Una copia della Monna Lisa in esposizione a Firenze

La Isleworth Monna Lisa (ribattezzata la Giovane Monna Lisa) viene esposta a Firenze, per la prima volta in Europa, uscendo fuori dal caveau svizzero, in cui viene solitamente custodita. La mostra fiorentina andrà dal 10 giugno al 30 luglio 2019 ed è stata allestita nella sala delle Feste di Palazzo Bastogi.

Questo è indubbiamene un bel colpo per questa fondazione basata in Svizzera ‘The Mona Lisa Foundation’ che da più di un decennio la promuove in maniera assai aggressiva e senza risparmio di denaro.
Ricordo di aver trovato un ponderoso volume da loro stampato nell’ufficio del Console d’Italia a Hong Kong, nel 2015, mentre il quadro stava in mostra a Singapore, e stavano tentando di organizzarne una anche a Hong Kong, anche se poi non la fecero.

Un articolo sulla Nazione di Firenze dice: “Per il pool di esperti della fondazione non ci sono dubbi: questa opera, rimasta incompiuta, ritrae una giovane Lisa Gherardini seduta tra due colonne, e fu commissionata a Leonardo tra il 1503 e il 1506 – dunque circa dieci anni prima della Gioconda esposta al Louvre – su commissione di Francesco del Giocondo, consorte di Lisa.”

In realtà si è sempre detto che questo ordine, assai dubbio, dato dallo strozzino e mercante, Francesco del Giocondo, fu per la Gioconda, che oggi si trova al Louvre. Esiste un’ipotesi che sposterebbe il quadro del Louvre al 1511 (il soggetto sarebbe Pacifica Brandani, e tale notevole idea è di Carlo Pedretti e fu poi sviluppata da Roberto Zapperi) oppure risalirebbe al 1478 (il soggetto sarebbe Fioretta Gorini e questa è una mia ipotesi).

Ricordiamo per inciso che Leonardo, proprio in quegli anni, rifiutò di dipingere un ritratto di Isabella D’Este che lo perseguitava con lusinghe e minacce, e arrivò a scrivergli che poteva stabilire la cifra necessaria. Dunque, Leonardo avrebbe alzato il pennello per la moglie di un mercante e rifiutato le richieste d’una principessa?

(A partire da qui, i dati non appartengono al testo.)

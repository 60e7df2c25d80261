use std::path::PathBuf;

use anyhow::Context;
use clap::{Parser, Subcommand};
use lodestone_core::Config;
use lodestone_retrieval::{MetadataFilter, Pipeline, SearchResult};

#[derive(Parser)]
#[command(name = "lodestone", version)]
#[command(about = "Chunk documents, embed them, and answer questions from a vector store")]
struct Cli {
    /// Configuration file (TOML). Missing file means built-in defaults.
    #[arg(long, global = true, default_value = "config/default.toml")]
    config: PathBuf,

    #[command(subcommand)]
    command: Command,
}

#[derive(Subcommand)]
enum Command {
    /// Chunk, embed, and store documents
    Process {
        #[arg(required = true)]
        paths: Vec<PathBuf>,
    },
    /// Search stored chunks for a question
    Query {
        question: String,
        #[arg(long)]
        top_k: Option<usize>,
        /// Metadata filter as key=value, repeatable
        #[arg(long = "filter", value_name = "KEY=VALUE")]
        filters: Vec<String>,
    },
    /// Process one document, then query it in the same run
    Ask {
        path: PathBuf,
        question: String,
        #[arg(long)]
        top_k: Option<usize>,
    },
    /// Delete all stored vectors and reset the pipeline state
    Clear,
    /// Show lifecycle state, collection, and component details
    Info,
    /// Inspect or persist the effective configuration
    Config {
        #[command(subcommand)]
        action: ConfigAction,
    },
}

#[derive(Subcommand)]
enum ConfigAction {
    /// Print the effective configuration as TOML
    Show,
    /// Write the effective configuration to a file
    Save { path: PathBuf },
}

#[tokio::main]
async fn main() -> anyhow::Result<()> {
    let filter = tracing_subscriber::EnvFilter::try_from_default_env()
        .unwrap_or_else(|_| tracing_subscriber::EnvFilter::new("info"));
    tracing_subscriber::fmt().with_env_filter(filter).init();

    let cli = Cli::parse();
    let config = Config::load(&cli.config)
        .with_context(|| format!("loading config from {}", cli.config.display()))?;

    match cli.command {
        Command::Process { paths } => {
            let pipeline = Pipeline::new(config).await?;
            for path in paths {
                let stats = pipeline.process_document(&path).await?;
                println!(
                    "{}: {} chunk(s), {} page(s), {} char(s) in {:.2?}",
                    stats.document_path,
                    stats.chunks_created,
                    stats.pages_processed,
                    stats.total_characters,
                    stats.processing_time,
                );
            }
        }
        Command::Query {
            question,
            top_k,
            filters,
        } => {
            let pipeline = Pipeline::new(config).await?;
            let results = if filters.is_empty() {
                pipeline.query(&question, top_k).await?
            } else {
                pipeline
                    .query_filtered(&question, top_k, parse_filters(&filters)?)
                    .await?
            };
            print_results(&results);
        }
        Command::Ask {
            path,
            question,
            top_k,
        } => {
            let pipeline = Pipeline::new(config).await?;
            pipeline.process_document(&path).await?;
            let results = pipeline.query(&question, top_k).await?;
            print_results(&results);
        }
        Command::Clear => {
            let pipeline = Pipeline::new(config).await?;
            pipeline.clear_database().await?;
            println!("database cleared");
        }
        Command::Info => {
            let pipeline = Pipeline::new(config).await?;
            let info = pipeline.system_info().await?;
            println!("{}", serde_json::to_string_pretty(&info)?);
        }
        Command::Config { action } => match action {
            ConfigAction::Show => print!("{}", toml::to_string_pretty(&config)?),
            ConfigAction::Save { path } => {
                config.save(&path)?;
                println!("configuration written to {}", path.display());
            }
        },
    }
    Ok(())
}

/// Parse repeated `key=value` pairs. Values that read as integers or
/// booleans are typed accordingly, everything else stays a string.
fn parse_filters(pairs: &[String]) -> anyhow::Result<MetadataFilter> {
    let mut filter = MetadataFilter::default();
    for pair in pairs {
        let (key, value) = pair
            .split_once('=')
            .with_context(|| format!("filter must be key=value, got: {pair}"))?;
        let value = if let Ok(n) = value.parse::<i64>() {
            serde_json::Value::from(n)
        } else if let Ok(b) = value.parse::<bool>() {
            serde_json::Value::from(b)
        } else {
            serde_json::Value::from(value)
        };
        filter.0.insert(key.to_owned(), value);
    }
    Ok(filter)
}

fn print_results(results: &[SearchResult]) {
    if results.is_empty() {
        println!("no results above the score threshold");
        return;
    }
    for (rank, result) in results.iter().enumerate() {
        let source = result
            .metadata
            .get("source_document")
            .and_then(|v| v.as_str())
            .unwrap_or("unknown");
        println!("{}. [{:.4}] {}", rank + 1, result.score, source);
        println!("   {}", result.content);
    }
}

Il dipinto fu scoperto nella casa di un aristocratico, nel 1913, dal collezionista Hugh Blaker, che lo acquistò per collocarlo nel suo studio a Isleworth, a sud-ovest di Londra .
Spedito poi negli Stati Uniti nel corso della Prima guerra mondiale , fu acquistato nel 1960 da un conoscitore d’arte americano,  Henry Pulitzer . Il consorzio lo acquistò nel 2003 dagli eredi di Elizabeth Meyer, vedova del Pulitzer.

È chiaro che la posta in gioco è altissima, sia sotto il profilo artistico che nell’ambito più prettamente economico. L’opera – che oggi, senza attribuzione certa, potrebbe valere tra i centomila e i 200mila euro – non solo entrerebbe nel catalogo leonardesco, ma raggiungerebbe un valore enorme.

“Nessuna prova scientifica è stata finora in grado di dimostrare definitivamente che questo non è un Leonardo Da Vinci”, ha affermato il socio fondatore dell’ente privato svizzero e storico dell’arte, Stanley Feldman. Dimentica però di dire che il difficile è dimostrare che si tratta di un Leonardo, e non che non è un Leonardo.

La mia impressione è che si tratti d’una copia, forse realizzata da uno dei discepoli di Leonardo, come il Melzi o Marco d’Oggiono. E i motivi son presto detti: il formato di questo quadro è troppo grande per la moglie di un mercante; il paesaggio è estremamente primitivo e mal eseguito e, soprattutto, è su tela, una cosa che mai Leonardo fece. Dipinse solo su legno di pioppo o di noce.